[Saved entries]
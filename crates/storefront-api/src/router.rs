use std::path::Path;

use axum::{handler::HandlerWithoutStateExt, routing::get, Router};
use tower_http::{
    services::{ServeDir, ServeFile},
    trace::{DefaultMakeSpan, DefaultOnRequest, DefaultOnResponse, TraceLayer},
};
use tracing::Level;

use crate::handlers::{self, cart, health, menu, orders};
use crate::state::AppState;

/// Builds the storefront router.
///
/// Paths outside the API are served from `static_dir`, with a JSON 404 when no file matches.
pub fn build_router(state: AppState, static_dir: impl AsRef<Path>) -> Router {
    let static_dir = static_dir.as_ref();
    let assets = ServeDir::new(static_dir).not_found_service(handlers::not_found.into_service());

    let api_routes = Router::new()
        .route("/api/menu", get(menu::get_menu))
        .route(
            "/api/cart",
            get(cart::get_cart)
                .post(cart::add_to_cart)
                .delete(cart::clear_cart),
        )
        .route(
            "/api/orders",
            get(orders::list_orders).post(orders::create_order),
        )
        .with_state(state);

    Router::new()
        // Health check
        .route("/health", get(health::health_check))
        // Landing page
        .route_service("/", ServeFile::new(static_dir.join("index.html")))
        .merge(api_routes)
        // Static assets
        .fallback_service(assets)
        // Tracing
        .layer(
            TraceLayer::new_for_http()
                .make_span_with(DefaultMakeSpan::new().level(Level::INFO).include_headers(true))
                .on_request(DefaultOnRequest::new().level(Level::INFO))
                .on_response(DefaultOnResponse::new().level(Level::INFO)),
        )
}
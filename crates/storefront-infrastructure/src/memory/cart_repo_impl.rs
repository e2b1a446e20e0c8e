// ============================================================================
// Storefront Infrastructure - In-Memory Cart Repository
// File: crates/storefront-infrastructure/src/memory/cart_repo_impl.rs
// ============================================================================

use async_trait::async_trait;
use parking_lot::Mutex;
use tracing::debug;

use storefront_core::domain::CartEntry;
use storefront_core::error::DomainError;
use storefront_core::repositories::CartRepository;

/// One cart shared by every client. Concurrent add/clear is last-write-wins.
#[derive(Default)]
pub struct InMemoryCartRepository {
    entries: Mutex<Vec<CartEntry>>,
}

impl InMemoryCartRepository {
    pub fn new() -> Self {
        Self::default()
    }
}

#[async_trait]
impl CartRepository for InMemoryCartRepository {
    async fn append(&self, entry: CartEntry) -> Result<Vec<CartEntry>, DomainError> {
        let mut entries = self.entries.lock();
        entries.push(entry);
        Ok(entries.clone())
    }

    async fn list(&self) -> Result<Vec<CartEntry>, DomainError> {
        Ok(self.entries.lock().clone())
    }

    async fn clear(&self) -> Result<(), DomainError> {
        let dropped = std::mem::take(&mut *self.entries.lock());
        debug!("Dropped {} cart entries", dropped.len());
        Ok(())
    }
}

#[cfg(test)]
mod tests {
    use super::*;
    use serde_json::json;

    #[tokio::test]
    async fn test_append_keeps_insertion_order() {
        let repo = InMemoryCartRepository::new();
        for id in 1..=3 {
            repo.append(CartEntry::from(json!({ "id": id }))).await.unwrap();
        }

        let ids: Vec<_> = repo
            .list()
            .await
            .unwrap()
            .into_iter()
            .map(|entry| entry.0["id"].clone())
            .collect();
        assert_eq!(ids, vec![json!(1), json!(2), json!(3)]);
    }

    #[tokio::test]
    async fn test_append_returns_snapshot() {
        let repo = InMemoryCartRepository::new();
        let first = repo.append(CartEntry::from(json!("a"))).await.unwrap();
        let second = repo.append(CartEntry::from(json!("b"))).await.unwrap();

        assert_eq!(first.len(), 1);
        assert_eq!(second.len(), 2);
    }

    #[tokio::test]
    async fn test_clear_is_idempotent() {
        let repo = InMemoryCartRepository::new();
        repo.clear().await.unwrap();
        assert!(repo.list().await.unwrap().is_empty());

        repo.append(CartEntry::absent()).await.unwrap();
        repo.clear().await.unwrap();
        repo.clear().await.unwrap();
        assert!(repo.list().await.unwrap().is_empty());
    }
}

◆ Work order
Copy out the data shown above in full. Match it exactly.

◆ Reply to the exercise
filename crates/storefront-api/src/router.rs
use std::path::Path;

use axum::{handler::HandlerWithoutStateExt, routing::get, Router};
use tower_http::{
    services::{ServeDir, ServeFile},
    trace::{DefaultMakeSpan, DefaultOnRequest, DefaultOnResponse, TraceLayer},
};
use tracing::Level;

use crate::handlers::{self, cart, health, menu, orders};
use crate::state::AppState;

/// Builds the storefront router.
///
/// Paths outside the API are served from `static_dir`, with a JSON 404 when no file matches.
pub fn build_router(state: AppState, static_dir: impl AsRef<Path>) -> Router {
    let static_dir = static_dir.as_ref();
    let assets = ServeDir::new(static_dir).not_found_service(handlers::not_found.into_service());

    let api_routes = Router::new()
        .route("/api/menu", get(menu::get_menu))
        .route(
            "/api/cart",
            get(cart::get_cart)
                .post(cart::add_to_cart)
                .delete(cart::clear_cart),
        )
        .route(
            "/api/orders",
            get(orders::list_orders).post(orders::create_order),
        )
        .with_state(state);

    Router::new()
        // Health check
        .route("/health", get(health::health_check))
        // Landing page
        .route_service("/", ServeFile::new(static_dir.join("index.html")))
        .merge(api_routes)
        // Static assets
        .fallback_service(assets)
        // Tracing
        .layer(
            TraceLayer::new_for_http()
                .make_span_with(DefaultMakeSpan::new().level(Level::INFO).include_headers(true))
                .on_request(DefaultOnRequest::new().level(Level::INFO))
                .on_response(DefaultOnResponse::new().level(Level::INFO)),
        )
}
filename crates/storefront-infrastructure/src/memory/cart_repo_impl.rs
repository e2b1a446e20e0c8e
// ============================================================================
// Storefront Infrastructure - In-Memory Cart Repository
// File: crates/storefront-infrastructure/src/memory/cart_repo_impl.rs
// ============================================================================

use async_trait::async_trait;
use parking_lot::Mutex;
use tracing::debug;

use storefront_core::domain::CartEntry;
use storefront_core::error::DomainError;
use storefront_core::repositories::CartRepository;

/// One cart shared by every client. Concurrent add/clear is last-write-wins.
#[derive(Default)]
pub struct InMemoryCartRepository {
    entries: Mutex<Vec<CartEntry>>,
}

impl InMemoryCartRepository {
    pub fn new() -> Self {
        Self::default()
    }
}

#[async_trait]
impl CartRepository for InMemoryCartRepository {
    async fn append(&self, entry: CartEntry) -> Result<Vec<CartEntry>, DomainError> {
        let mut entries = self.entries.lock();
        entries.push(entry);
        Ok(entries.clone())
    }

    async fn list(&self) -> Result<Vec<CartEntry>, DomainError> {
        Ok(self.entries.lock().clone())
    }

    async fn clear(&self) -> Result<(), DomainError> {
        let dropped = std::mem::take(&mut *self.entries.lock());
        debug!("Dropped {} cart entries", dropped.len());
        Ok(())
    }
}

#[cfg(test)]
mod tests {
    use super::*;
    use serde_json::json;

    #[tokio::test]
    async fn test_append_keeps_insertion_order() {
        let repo = InMemoryCartRepository::new();
        for id in 1..=3 {
            repo.append(CartEntry::from(json!({ "id": id }))).await.unwrap();
        }

        let ids: Vec<_> = repo
            .list()
            .await
            .unwrap()
            .into_iter()
            .map(|entry| entry.0["id"].clone())
            .collect();
        assert_eq!(ids, vec![json!(1), json!(2), json!(3)]);
    }

    #[tokio::test]
    async fn test_append_returns_snapshot() {
        let repo = InMemoryCartRepository::new();
        let first = repo.append(CartEntry::from(json!("a"))).await.unwrap();
        let second = repo.append(CartEntry::from(json!("b"))).await.unwrap();

        assert_eq!(first.len(), 1);
        assert_eq!(second.len(), 2);
    }

    #[tokio::test]
    async fn test_clear_is_idempotent() {
        let repo = InMemoryCartRepository::new();
        repo.clear().await.unwrap();
        assert!(repo.list().await.unwrap().is_empty());

        repo.append(CartEntry::absent()).await.unwrap();
        repo.clear().await.unwrap();
        repo.clear().await.unwrap();
        assert!(repo.list().await.unwrap().is_empty());
    }
}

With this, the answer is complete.